Wife + kids went to the beach for spring break so yesterday I set out to make a 48" by 4" tube using this method. Man, working with large pieces of wetted out fiberglass is a lot harder than working with small pieces. I did two layers of FG then a layer of paper, as the attached photo shows, I just can't get the air out of the paper. I'm putting this idea (and build thread) on hold because it's getting in the way of actually having fun haha.

One good technique that came out of this whole thing is mandrel prep. I took packing tape and spiral wrapped my mantrel sticky side out overlapping by about 1/2 inch. Then I used some Goo Gone from Home Depot and took off the "sticky". It's a long tedious process but very forgiving. If you don't get a perfect wrap you back off the tape a bit and try again. Removing the adhesive with Goo Gone takes time but there's no "art" to it, just a lot of paper towels and mess. At the end you're left with a perfectly wrapped mantrel, you can see it through the paper in the picture.

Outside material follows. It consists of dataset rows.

impl Worker<'_> {
    /// The iterative-deepening loop: full-width searches at depth 1, 2,
    /// ... keeping the deepest completed answer. An aborted depth is
    /// thrown away, and a depth that already ate most of the budget is
    /// the last one started.
    fn deepen(
        &mut self,
        root: &State,
        max_depth: u32,
        budget: Duration,
        best: &SharedBest,
        progress: &Mutex<Vec<(u32, f64, u64)>>,
    ) {
        for depth in 1..=max_depth {
            if Instant::now() >= self.deadline {
                break;
            }
            let depth_started = Instant::now();
            self.aborted = false;
            let nodes_before = self.nodes;
            let (value, action) = self.root_search(root, depth);
            if self.aborted {
                break;
            }
            if let Some(action) = action {
                let accepted =
                    best.offer(SearchResult { action, value, depth, nodes: self.nodes });
                if accepted {
                    progress
                        .lock()
                        .unwrap()
                        .push((depth, value, self.nodes - nodes_before));
                }
            }
            let spent = depth_started.elapsed();
            if spent.as_secs_f64() > budget.as_secs_f64() * LAST_DEPTH_BUDGET_SHARE {
                break;
            }
        }
    }

    /// One full-width search from the root, tracking which child produced
    /// the best value.
    fn root_search(&mut self, state: &State, depth: u32) -> (f64, Option<Action>) {
        let signature = self.table.signature(&state.board, state.to_move);
        let children = self.ordered_children(state, signature);
        let maximizing = state.to_move == Side::Black;

        let mut alpha = f64::NEG_INFINITY;
        let mut beta = f64::INFINITY;
        let mut best_action = None;
        let mut best_value = if maximizing { f64::NEG_INFINITY } else { f64::INFINITY };

        for (action, child) in &children {
            let value = if maximizing {
                self.min_value(child, alpha, beta, depth - 1)
            } else {
                self.max_value(child, alpha, beta, depth - 1)
            };
            if self.aborted {
                break;
            }
            let improved = if maximizing { value > best_value } else { value < best_value };
            if improved || best_action.is_none() {
                best_value = value;
                best_action = Some(*action);
            }
            if maximizing {
                alpha = alpha.max(best_value);
            } else {
                beta = beta.min(best_value);
            }
        }

        if let (false, Some(action)) = (self.aborted, best_action) {
            self.table
                .store(signature, Entry { value: best_value, action, depth });
        }
        (best_value, best_action)
    }

    /// Maximizing node: Black to move.
    fn max_value(&mut self, state: &State, mut alpha: f64, beta: f64, depth: u32) -> f64 {
        self.nodes += 1;
        if Instant::now() >= self.deadline {
            self.aborted = true;
            return self.heuristic.evaluate(state);
        }
        if depth == 0 || state.is_terminal() {
            return self.heuristic.evaluate(state);
        }

        let signature = self.table.signature(&state.board, state.to_move);
        if let Some(entry) = self.table.probe(signature, depth) {
            return entry.value;
        }

        let children = self.ordered_children(state, signature);
        if children.is_empty() {
            return self.heuristic.evaluate(state);
        }

        let mut best_value = f64::NEG_INFINITY;
        let mut best_action = children[0].0;
        let mut pruned = false;
        self.visit_children(&children, depth, |worker, action, child| {
            let value = worker.min_value(child, alpha, beta, depth - 1);
            if value > best_value {
                best_value = value;
                best_action = action;
            }
            if best_value >= beta {
                pruned = true;
                return false;
            }
            alpha = alpha.max(best_value);
            !worker.aborted
        });

        if !self.aborted && !pruned {
            self.table
                .store(signature, Entry { value: best_value, action: best_action, depth });
        }
        best_value
    }

    /// Minimizing node: White to move.
    fn min_value(&mut self, state: &State, alpha: f64, mut beta: f64, depth: u32) -> f64 {
        self.nodes += 1;
        if Instant::now() >= self.deadline {
            self.aborted = true;
            return self.heuristic.evaluate(state);
        }
        if depth == 0 || state.is_terminal() {
            return self.heuristic.evaluate(state);
        }

        let signature = self.table.signature(&state.board, state.to_move);
        if let Some(entry) = self.table.probe(signature, depth) {
            return entry.value;
        }

        let children = self.ordered_children(state, signature);
        if children.is_empty() {
            return self.heuristic.evaluate(state);
        }

        let mut best_value = f64::INFINITY;
        let mut best_action = children[0].0;
        let mut pruned = false;
        self.visit_children(&children, depth, |worker, action, child| {
            let value = worker.max_value(child, alpha, beta, depth - 1);
            if value < best_value {
                best_value = value;
                best_action = action;
            }
            if best_value <= alpha {
                pruned = true;
                return false;
            }
            beta = beta.min(best_value);
            !worker.aborted
        });

        if !self.aborted && !pruned {
            self.table
                .store(signature, Entry { value: best_value, action: best_action, depth });
        }
        best_value
    }

    /// Runs `visit` over the children, preferring subtrees no other
    /// worker has claimed; claimed ones are deferred to a second pass
    /// rather than skipped. `visit` returns false to stop (prune or
    /// abort).
    fn visit_children<F>(&mut self, children: &[(Action, State)], depth: u32, mut visit: F)
    where
        F: FnMut(&mut Self, Action, &State) -> bool,
    {
        let claiming = depth >= CLAIM_MIN_DEPTH;
        let mut deferred = Vec::new();

        for (action, child) in children {
            if claiming {
                let key = self.table.signature(&child.board, child.to_move);
                if !self.claimed.try_claim(key) {
                    deferred.push((*action, child));
                    continue;
                }
                let keep_going = visit(self, *action, child);
                self.claimed.release(key);
                if !keep_going {
                    return;
                }
            } else if !visit(self, *action, child) {
                return;
            }
        }

        for (action, child) in deferred {
            if !visit(self, action, child) {
                return;
            }
        }
    }

    /// Children ordered best-first for the side to move by a shallow
    /// static evaluation, with the cached best action promoted to the
    /// front when a previous (possibly shallower) search left one.
    fn ordered_children(&mut self, state: &State, signature: u64) -> Vec<(Action, State)> {
        let maximizing = state.to_move == Side::Black;
        let mut scored: Vec<(Action, State, f64)> = movegen::actions(state)
            .into_iter()
            .map(|action| {
                let child = resolve::result(state, &action);
                let score = self.heuristic.evaluate(&child);
                (action, child, score)
            })
            .collect();

        scored.sort_by(|a, b| {
            let ordering = a.2.partial_cmp(&b.2).unwrap_or(std::cmp::Ordering::Equal);
            if maximizing {
                ordering.reverse()
            } else {
                ordering
            }
        });

        if let Some(hint) = self.table.ordering_hint(signature) {
            if let Some(position) = scored.iter().position(|(action, _, _)| *action == hint) {
                let promoted = scored.remove(position);
                scored.insert(0, promoted);
            }
        }

        scored.into_iter().map(|(action, child, _)| (action, child)).collect()
    }
}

Another good technique was using a something rigid to lift the wetted out FG onto the mantrel. After wetting out and compressing the FG I stuck an edge onto my trusty angle iron and used that to lift the FG onto the mantrel, trying to pick it up with only your hands is a nightmare because it sags and you'll never get it on straight. View attachment 376658

You seem to be finding difficulties.
I never wet the fabric first. I draw a straight line along the tube (which could be a mandrel), then I apply epoxy along that line, lay the edge along that line into the epoxy. You need to set it up in a way that allows you to roll the fabric off the dry roll of fabric and onto the mandrel or body tube as you wet the fabric onto the mandrel or body tube. That way you’re not fighting the weight of the wetted fabric. I use a paintbrush with a sideways rolling movement, but there are special rollers for composite work that don’t froth the epoxy. I think a foam roller would add way too much air to the epoxy, which I call frothing.
I learned a long time ago by watching videos Dave Triano put out, but John Coker and Tony Fish (tfish38 on YouTube) have made some absolutely excellent videos since then. There are tons of other videos on YouTube that deal with surfboards and such.

 

[Chad]

You seem to be finding difficulties.
I never wet the fabric first. I draw a straight line along the tube (which could be a mandrel), then I apply epoxy along that line, lay the edge along that line into the epoxy. You need to set it up in a way that allows you to roll the fabric off the dry roll of fabric and onto the mandrel or body tube as you wet the fabric onto the mandrel or body tube. That way you’re not fighting the weight of the wetted fabric. I use a paintbrush with a sideways rolling movement, but there are special rollers for composite work that don’t froth the epoxy. I think a foam roller would add way too much air to the epoxy, which I call frothing.
I learned a long time ago by watching videos Dave Triano put out, but John Coker and Tony Fish (tfish38 on YouTube) have made some absolutely excellent videos since then. There are tons of other videos on YouTube that deal with surfboards and such.

I really like tfish38's setup and wetting out the fabric on the mantrel is def. the least aggravating way to go. Of course all of John's videos are amazing too, i've thought about doing a reinforced cardboard body tube using his method next but tip-to-tip glassing of fins will probably be my next project.